Executive Order 11246 is the primary piece of Affirmative Action legislation and is enforced by the Office of Federal Contract Compliance Programs (OFCCP). The executive order states that all government contractors must agree not to discriminate due to race, color, religion, sex, sexual orientation, gender identity or national origin. The executive order also specifies that all contractors with 50 or more employees and with contracts of $50,000 or greater must develop and implement a written Affirmative Action Plan (AAP). Additionally,federal contractors must abide by the requirements of 41 CFR §§ 60-300.5(a) and 60-741.5(a). These regulations prohibit discrimination against qualified individuals based on their status as protected veterans or individuals with disabilities.

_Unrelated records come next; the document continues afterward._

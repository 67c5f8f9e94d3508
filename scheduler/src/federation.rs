//! Federation: one schedule fanned out to several telescopes
//!
//! The federation keeps a schedule of its own plus a queue of mosaic jobs.
//! Starting it hands every idle, controllable member a copy of the
//! schedule, with mosaics split according to their `federation_mode`.

use crate::error::SchedulerResult;
use crate::item::{FederationMode, MosaicItem, ScheduleAction, ScheduleItem};
use crate::schedule::{Schedule, ScheduleState};
use crate::scheduler::{DeviceScheduler, StartRequest, ACTIVE_MESSAGE};
use futures::future::join_all;
use rand::seq::SliceRandom;
use seestar_device::CommandResult;
use serde::{Deserialize, Serialize};
use serde_json::{json, Map, Value};
use std::collections::{BTreeMap, VecDeque};
use std::sync::{Arc, Mutex, RwLock};
use tracing::{info, warn};

/// Options of the federation's `start_scheduler`
#[derive(Debug, Clone, Default, Serialize, Deserialize)]
pub struct FederationStartRequest {
    /// Use at most this many of the available devices
    #[serde(default)]
    pub max_devices: Option<usize>,
}

/// Aggregated view of the federation and its members
#[derive(Debug, Clone, Serialize)]
pub struct FederationSchedule {
    pub schedule_id: String,
    pub state: ScheduleState,
    pub list: Vec<ScheduleItem>,
    pub job_queue: Vec<ScheduleItem>,
    pub devices: BTreeMap<String, Schedule>,
    pub available_devices: Vec<String>,
}

pub struct Federation {
    members: Vec<Arc<DeviceScheduler>>,
    schedule: RwLock<Schedule>,
    jobs: Mutex<VecDeque<ScheduleItem>>,
}

impl Federation {
    pub fn new(members: Vec<Arc<DeviceScheduler>>) -> Self {
        Self {
            members,
            schedule: RwLock::new(Schedule::new(None)),
            jobs: Mutex::new(VecDeque::new()),
        }
    }

    pub fn members(&self) -> &[Arc<DeviceScheduler>] {
        &self.members
    }

    fn read(&self) -> std::sync::RwLockReadGuard<'_, Schedule> {
        self.schedule.read().unwrap_or_else(|p| p.into_inner())
    }

    fn write(&self) -> std::sync::RwLockWriteGuard<'_, Schedule> {
        self.schedule.write().unwrap_or_else(|p| p.into_inner())
    }

    fn jobs(&self) -> std::sync::MutexGuard<'_, VecDeque<ScheduleItem>> {
        self.jobs.lock().unwrap_or_else(|p| p.into_inner())
    }

    /// Members that are connected, idle and under our control
    pub fn available_devices(&self) -> Vec<Arc<DeviceScheduler>> {
        self.members
            .iter()
            .filter(|member| {
                member.session().is_connected()
                    && member.state().is_idle()
                    && member.session().is_client_master()
            })
            .cloned()
            .collect()
    }

    fn any_member_running(&self) -> bool {
        self.members.iter().any(|m| m.state().is_running())
    }

    pub fn create_schedule(&self, schedule_id: Option<String>) -> FederationSchedule {
        if self.any_member_running() {
            warn!("Federation: a member scheduler is still active");
        } else {
            *self.write() = Schedule::new(schedule_id);
        }
        self.get_schedule()
    }

    /// Append an item; a mosaic at the current position is left for each
    /// device to resolve
    pub fn add_schedule_item(&self, request: &Value) -> SchedulerResult<FederationSchedule> {
        let mut item = ScheduleItem::from_request(request)?;
        item.normalize_target(None);
        self.write().list.push(item);
        Ok(self.get_schedule())
    }

    /// Queue a mosaic request; returns the queue length
    pub fn queue_mosaic_job(&self, params: &Value) -> SchedulerResult<usize> {
        let mut item =
            ScheduleItem::from_request(&json!({"action": "start_mosaic", "params": params}))?;
        item.normalize_target(None);
        let mut jobs = self.jobs();
        jobs.push_back(item);
        Ok(jobs.len())
    }

    pub fn get_schedule(&self) -> FederationSchedule {
        let schedule = self.read().clone();
        let devices = self
            .members
            .iter()
            .map(|m| (m.name().to_string(), m.get_schedule()))
            .collect();
        let available_devices = self
            .available_devices()
            .iter()
            .map(|m| m.name().to_string())
            .collect();
        let state = self.current_state();
        FederationSchedule {
            schedule_id: schedule.schedule_id,
            state,
            list: schedule.list,
            job_queue: self.jobs().iter().cloned().collect(),
            devices,
            available_devices,
        }
    }

    fn current_state(&self) -> ScheduleState {
        let stored = self.read().state;
        if self.any_member_running() {
            ScheduleState::Working
        } else if stored == ScheduleState::Working {
            ScheduleState::Complete
        } else {
            stored
        }
    }

    /// Hand the schedule plus the queued jobs to the available members
    ///
    /// Queued jobs move onto the schedule only once a member has started.
    pub fn start_scheduler(&self, request: FederationStartRequest) -> CommandResult {
        if !self.current_state().is_idle() {
            return CommandResult::new("start_scheduler", -1, json!(ACTIVE_MESSAGE));
        }

        let (schedule_id, mut list) = {
            let schedule = self.read();
            (schedule.schedule_id.clone(), schedule.list.clone())
        };
        let queued: Vec<ScheduleItem> = self.jobs().iter().cloned().collect();
        list.extend(queued.iter().cloned());
        if list.is_empty() {
            return CommandResult::new("start_scheduler", -1, json!("Schedule is empty."));
        }

        let mut devices = self.available_devices();
        if devices.is_empty() {
            return CommandResult::new("start_scheduler", -1, json!("No available devices."));
        }
        devices.shuffle(&mut rand::thread_rng());
        if let Some(max) = request.max_devices {
            devices.truncate(max.max(1));
        }

        let plans = plan_device_items(&list, devices.len());
        let mut started = Map::new();
        let mut any_started = false;
        for (device, items) in devices.iter().zip(plans) {
            if items.is_empty() {
                continue;
            }
            device.create_schedule(Some(schedule_id.clone()));
            device.add_items(&items);
            let result = device.start_scheduler(StartRequest {
                schedule_id: Some(schedule_id.clone()),
                start_item: None,
            });
            info!(
                "Federation: started {} with {} items (code {})",
                device.name(),
                items.len(),
                result.code
            );
            any_started |= result.is_ok();
            started.insert(device.name().to_string(), result.to_value());
        }

        if !any_started {
            return CommandResult::new("start_scheduler", -1, Value::Object(started));
        }

        {
            let mut jobs = self.jobs();
            let mut schedule = self.write();
            let taken = queued.len().min(jobs.len());
            schedule.list.extend(jobs.drain(..taken));
            schedule.state = ScheduleState::Working;
        }
        CommandResult::ok("start_scheduler", Value::Object(started))
    }

    /// Stop every running member
    pub async fn stop_scheduler(&self) -> CommandResult {
        let running: Vec<_> = self
            .members
            .iter()
            .filter(|m| m.state().is_running())
            .collect();
        let results = join_all(running.iter().map(|m| m.stop_scheduler(None))).await;

        let mut stopped = Map::new();
        for (member, result) in running.iter().zip(results) {
            stopped.insert(member.name().to_string(), result.to_value());
        }
        self.write().state = ScheduleState::Stopped;
        CommandResult::ok("stop_scheduler", Value::Object(stopped))
    }
}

In addition to outlining an employer’s specific good faith efforts, written AAPs must include a statistical comparison between the makeup of a company’s workforce and its recruiting area as well as reports that monitor hiring, terminating, and promoting practices. The mathematical difficulty of creating these reports is why many companies choose to outsource the production of their AAPs. Outsourcing allows employers to use more of their time implementing a plan instead of producing one. AAPs can then become a management tool that can help uncover not only discrimination but pay disparities and problems with turnover.